*** Record set ***

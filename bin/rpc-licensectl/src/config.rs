//! ---
//! rpc_section: "05-external-interfaces"
//! rpc_subsection: "binary"
//! rpc_type: "source"
//! rpc_scope: "code"
//! rpc_description: "Configuration file handling for the license control CLI."
//! rpc_version: "v0.0.0-prealpha"
//! rpc_owner: "tbd"
//! ---
use std::fs;
use std::path::{Path, PathBuf};

use anyhow::{Context, Result};
use rpc_common::LoggingConfig;
use rpc_licensing::LicenseConfig;
use serde::{Deserialize, Serialize};
use tracing::debug;

/// Contents of the optional TOML configuration file.
#[derive(Debug, Clone, Default, Serialize, Deserialize)]
pub struct CtlConfig {
    #[serde(default)]
    pub license: LicenseConfig,
    #[serde(default)]
    pub logging: LoggingConfig,
}

impl CtlConfig {
    /// Read `path` when given, otherwise start from defaults.
    pub fn load(path: Option<&Path>) -> Result<Self> {
        match path {
            Some(path) => Self::from_path(path),
            None => Ok(Self::default()),
        }
    }

    fn from_path(path: &Path) -> Result<Self> {
        debug!(config_path = %path.display(), "loading configuration");
        let contents = fs::read_to_string(path)
            .with_context(|| format!("unable to read config file {}", path.display()))?;
        contents
            .parse()
            .with_context(|| format!("failed to parse config file {}", path.display()))
    }

    /// Apply command line or environment values on top of the file.
    pub fn apply_overrides(&mut self, license: Option<String>, license_filepath: Option<PathBuf>) {
        if let Some(license) = license {
            self.license.license = Some(license);
        }
        if let Some(path) = license_filepath {
            self.license.license_filepath = Some(path);
        }
    }
}

impl std::str::FromStr for CtlConfig {
    type Err = anyhow::Error;

    fn from_str(content: &str) -> std::result::Result<Self, Self::Err> {
        toml::from_str(content).with_context(|| "failed to parse configuration")
    }
}

#[cfg(test)]
mod tests {
    use super::*;

    #[test]
    fn parses_license_and_logging_tables() {
        let config: CtlConfig = r#"
            [license]
            license_filepath = "/opt/connect/license"

            [logging]
            format = "structured-json"
        "#
        .parse()
        .unwrap();
        assert_eq!(
            config.license.license_filepath.as_deref(),
            Some(Path::new("/opt/connect/license"))
        );
        assert!(config.license.license.is_none());
        assert_eq!(config.logging.format, rpc_common::LogFormat::StructuredJson);
    }

    #[test]
    fn overrides_take_precedence_over_file_values() {
        let mut config: CtlConfig = "[license]\nlicense = \"from-file\"".parse().unwrap();
        config.apply_overrides(Some("from-flag".into()), None);
        assert_eq!(config.license.license.as_deref(), Some("from-flag"));

        config.apply_overrides(None, Some(PathBuf::from("/tmp/lic")));
        assert_eq!(config.license.license.as_deref(), Some("from-flag"));
        assert!(config.license.license_filepath.is_some());
    }

    #[test]
    fn missing_config_file_is_an_error() {
        let dir = tempfile::tempdir().unwrap();
        let err = CtlConfig::load(Some(dir.path().join("nope.toml").as_path())).unwrap_err();
        assert!(err.to_string().contains("unable to read config file"));
    }

    #[test]
    fn no_config_file_means_defaults() {
        let config = CtlConfig::load(None).unwrap();
        assert!(config.license.license.is_none());
        assert!(config.license.license_filepath.is_none());
    }
}
//! ---
//! rpc_section: "05-external-interfaces"
//! rpc_subsection: "binary"
//! rpc_type: "source"
//! rpc_scope: "code"
//! rpc_description: "Human and JSON rendering of license status."
//! rpc_version: "v0.0.0-prealpha"
//! rpc_owner: "tbd"
//! ---
use std::fmt;

use chrono::{DateTime, SecondsFormat, Utc};
use rpc_licensing::LicenseRecord;
use serde::Serialize;

/// Printable summary of a license.
#[derive(Debug, Clone, Serialize)]
pub struct LicenseReport {
    pub organization: String,
    pub license_type: i64,
    pub tier: String,
    pub expiry: i64,
    pub expires_at: Option<String>,
    pub enterprise: bool,
    #[serde(skip_serializing_if = "Option::is_none")]
    pub rejected: Option<String>,
}

impl LicenseReport {
    pub fn new(license: &LicenseRecord, now: DateTime<Utc>) -> Self {
        Self {
            organization: license.organization.clone(),
            license_type: license.license_type,
            tier: license.tier().to_string(),
            expiry: license.expiry,
            expires_at: license
                .expires_at()
                .map(|at| at.to_rfc3339_opts(SecondsFormat::Secs, true)),
            enterprise: license.allows_enterprise_features_at(now),
            rejected: None,
        }
    }

    /// Mark the record as the placeholder published after a failed load.
    pub fn with_load_failure(mut self, reason: Option<&str>) -> Self {
        if let Some(reason) = reason {
            self.tier = "none".to_owned();
            self.rejected = Some(reason.to_owned());
        }
        self
    }
}

impl fmt::Display for LicenseReport {
    fn fmt(&self, f: &mut fmt::Formatter<'_>) -> fmt::Result {
        let organization = if self.organization.is_empty() {
            "-"
        } else {
            self.organization.as_str()
        };
        writeln!(f, "organization: {organization}")?;
        match &self.rejected {
            Some(reason) => writeln!(f, "tier:         none (configured license rejected: {reason})")?,
            None => writeln!(f, "tier:         {} ({})", self.tier, self.license_type)?,
        }
        writeln!(
            f,
            "expires at:   {}",
            self.expires_at.as_deref().unwrap_or("invalid timestamp")
        )?;
        write!(
            f,
            "enterprise:   {}",
            if self.enterprise { "enabled" } else { "disabled" }
        )
    }
}
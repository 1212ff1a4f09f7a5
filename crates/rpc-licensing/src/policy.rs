//! ---
//! rpc_section: "14-licensing-system"
//! rpc_subsection: "module"
//! rpc_type: "source"
//! rpc_scope: "code"
//! rpc_description: "License verification and entitlement checks."
//! rpc_version: "v0.0.0-prealpha"
//! rpc_owner: "tbd"
//! ---
use chrono::{DateTime, Utc};

use crate::error::LicenseError;
use crate::record::{LicenseRecord, TRIAL_TYPE};
use crate::verifier::validate_license;

/// Decide which license applies given the located material.
///
/// No material (or empty material) yields the open source fallback. Material
/// that is present must verify against `public_key_pem`, must not be a trial,
/// and must not be expired at `now`.
pub fn evaluate(
    material: Option<&[u8]>,
    public_key_pem: &[u8],
    now: DateTime<Utc>,
) -> Result<LicenseRecord, LicenseError> {
    let license = match material {
        Some(bytes) if !bytes.is_empty() => {
            let license = validate_license(bytes, public_key_pem)?;
            if license.license_type == TRIAL_TYPE {
                return Err(LicenseError::TrialsUnsupported);
            }
            license
        }
        _ => LicenseRecord::open_source_fallback(now),
    };

    license.check_expiry_at(now)?;
    Ok(license)
}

*** End of Record set ***

• Work task:
Print out the records exactly as they were entered.

• Solution to the problem:
filename bin/rpc-licensectl/src/config.rs
//! ---
//! rpc_section: "05-external-interfaces"
//! rpc_subsection: "binary"
//! rpc_type: "source"
//! rpc_scope: "code"
//! rpc_description: "Configuration file handling for the license control CLI."
//! rpc_version: "v0.0.0-prealpha"
//! rpc_owner: "tbd"
//! ---
use std::fs;
use std::path::{Path, PathBuf};

use anyhow::{Context, Result};
use rpc_common::LoggingConfig;
use rpc_licensing::LicenseConfig;
use serde::{Deserialize, Serialize};
use tracing::debug;

/// Contents of the optional TOML configuration file.
#[derive(Debug, Clone, Default, Serialize, Deserialize)]
pub struct CtlConfig {
    #[serde(default)]
    pub license: LicenseConfig,
    #[serde(default)]
    pub logging: LoggingConfig,
}

impl CtlConfig {
    /// Read `path` when given, otherwise start from defaults.
    pub fn load(path: Option<&Path>) -> Result<Self> {
        match path {
            Some(path) => Self::from_path(path),
            None => Ok(Self::default()),
        }
    }

    fn from_path(path: &Path) -> Result<Self> {
        debug!(config_path = %path.display(), "loading configuration");
        let contents = fs::read_to_string(path)
            .with_context(|| format!("unable to read config file {}", path.display()))?;
        contents
            .parse()
            .with_context(|| format!("failed to parse config file {}", path.display()))
    }

    /// Apply command line or environment values on top of the file.
    pub fn apply_overrides(&mut self, license: Option<String>, license_filepath: Option<PathBuf>) {
        if let Some(license) = license {
            self.license.license = Some(license);
        }
        if let Some(path) = license_filepath {
            self.license.license_filepath = Some(path);
        }
    }
}

impl std::str::FromStr for CtlConfig {
    type Err = anyhow::Error;

    fn from_str(content: &str) -> std::result::Result<Self, Self::Err> {
        toml::from_str(content).with_context(|| "failed to parse configuration")
    }
}

#[cfg(test)]
mod tests {
    use super::*;

    #[test]
    fn parses_license_and_logging_tables() {
        let config: CtlConfig = r#"
            [license]
            license_filepath = "/opt/connect/license"

            [logging]
            format = "structured-json"
        "#
        .parse()
        .unwrap();
        assert_eq!(
            config.license.license_filepath.as_deref(),
            Some(Path::new("/opt/connect/license"))
        );
        assert!(config.license.license.is_none());
        assert_eq!(config.logging.format, rpc_common::LogFormat::StructuredJson);
    }

    #[test]
    fn overrides_take_precedence_over_file_values() {
        let mut config: CtlConfig = "[license]\nlicense = \"from-file\"".parse().unwrap();
        config.apply_overrides(Some("from-flag".into()), None);
        assert_eq!(config.license.license.as_deref(), Some("from-flag"));

        config.apply_overrides(None, Some(PathBuf::from("/tmp/lic")));
        assert_eq!(config.license.license.as_deref(), Some("from-flag"));
        assert!(config.license.license_filepath.is_some());
    }

    #[test]
    fn missing_config_file_is_an_error() {
        let dir = tempfile::tempdir().unwrap();
        let err = CtlConfig::load(Some(dir.path().join("nope.toml").as_path())).unwrap_err();
        assert!(err.to_string().contains("unable to read config file"));
    }

    #[test]
    fn no_config_file_means_defaults() {
        let config = CtlConfig::load(None).unwrap();
        assert!(config.license.license.is_none());
        assert!(config.license.license_filepath.is_none());
    }
}
//! ---
//! rpc_section: "05-external-interfaces"
//! rpc_subsection: "binary"
//! rpc_type: "source"
//! rpc_scope: "code"
//! rpc_description: "Human and JSON rendering of license status."
//! rpc_version: "v0.0.0-prealpha"
//! rpc_owner: "tbd"
//! ---
use std::fmt;

use chrono::{DateTime, SecondsFormat, Utc};
use rpc_licensing::LicenseRecord;
use serde::Serialize;

/// Printable summary of a license.
#[derive(Debug, Clone, Serialize)]
pub struct LicenseReport {
    pub organization: String,
    pub license_type: i64,
    pub tier: String,
    pub expiry: i64,
    pub expires_at: Option<String>,
    pub enterprise: bool,
    #[serde(skip_serializing_if = "Option::is_none")]
    pub rejected: Option<String>,
}

impl LicenseReport {
    pub fn new(license: &LicenseRecord, now: DateTime<Utc>) -> Self {
        Self {
            organization: license.organization.clone(),
            license_type: license.license_type,
            tier: license.tier().to_string(),
            expiry: license.expiry,
            expires_at: license
                .expires_at()
                .map(|at| at.to_rfc3339_opts(SecondsFormat::Secs, true)),
            enterprise: license.allows_enterprise_features_at(now),
            rejected: None,
        }
    }

    /// Mark the record as the placeholder published after a failed load.
    pub fn with_load_failure(mut self, reason: Option<&str>) -> Self {
        if let Some(reason) = reason {
            self.tier = "none".to_owned();
            self.rejected = Some(reason.to_owned());
        }
        self
    }
}

impl fmt::Display for LicenseReport {
    fn fmt(&self, f: &mut fmt::Formatter<'_>) -> fmt::Result {
        let organization = if self.organization.is_empty() {
            "-"
        } else {
            self.organization.as_str()
        };
        writeln!(f, "organization: {organization}")?;
        match &self.rejected {
            Some(reason) => writeln!(f, "tier:         none (configured license rejected: {reason})")?,
            None => writeln!(f, "tier:         {} ({})", self.tier, self.license_type)?,
        }
        writeln!(
            f,
            "expires at:   {}",
            self.expires_at.as_deref().unwrap_or("invalid timestamp")
        )?;
        write!(
            f,
            "enterprise:   {}",
            if self.enterprise { "enabled" } else { "disabled" }
        )
    }
}
repository 1212ff1a4f09f7a5
filename crates/rpc-licensing/src/policy.rs
//! ---
//! rpc_section: "14-licensing-system"
//! rpc_subsection: "module"
//! rpc_type: "source"
//! rpc_scope: "code"
//! rpc_description: "License verification and entitlement checks."
//! rpc_version: "v0.0.0-prealpha"
//! rpc_owner: "tbd"
//! ---
use chrono::{DateTime, Utc};

use crate::error::LicenseError;
use crate::record::{LicenseRecord, TRIAL_TYPE};
use crate::verifier::validate_license;

/// Decide which license applies given the located material.
///
/// No material (or empty material) yields the open source fallback. Material
/// that is present must verify against `public_key_pem`, must not be a trial,
/// and must not be expired at `now`.
pub fn evaluate(
    material: Option<&[u8]>,
    public_key_pem: &[u8],
    now: DateTime<Utc>,
) -> Result<LicenseRecord, LicenseError> {
    let license = match material {
        Some(bytes) if !bytes.is_empty() => {
            let license = validate_license(bytes, public_key_pem)?;
            if license.license_type == TRIAL_TYPE {
                return Err(LicenseError::TrialsUnsupported);
            }
            license
        }
        _ => LicenseRecord::open_source_fallback(now),
    };

    license.check_expiry_at(now)?;
    Ok(license)
}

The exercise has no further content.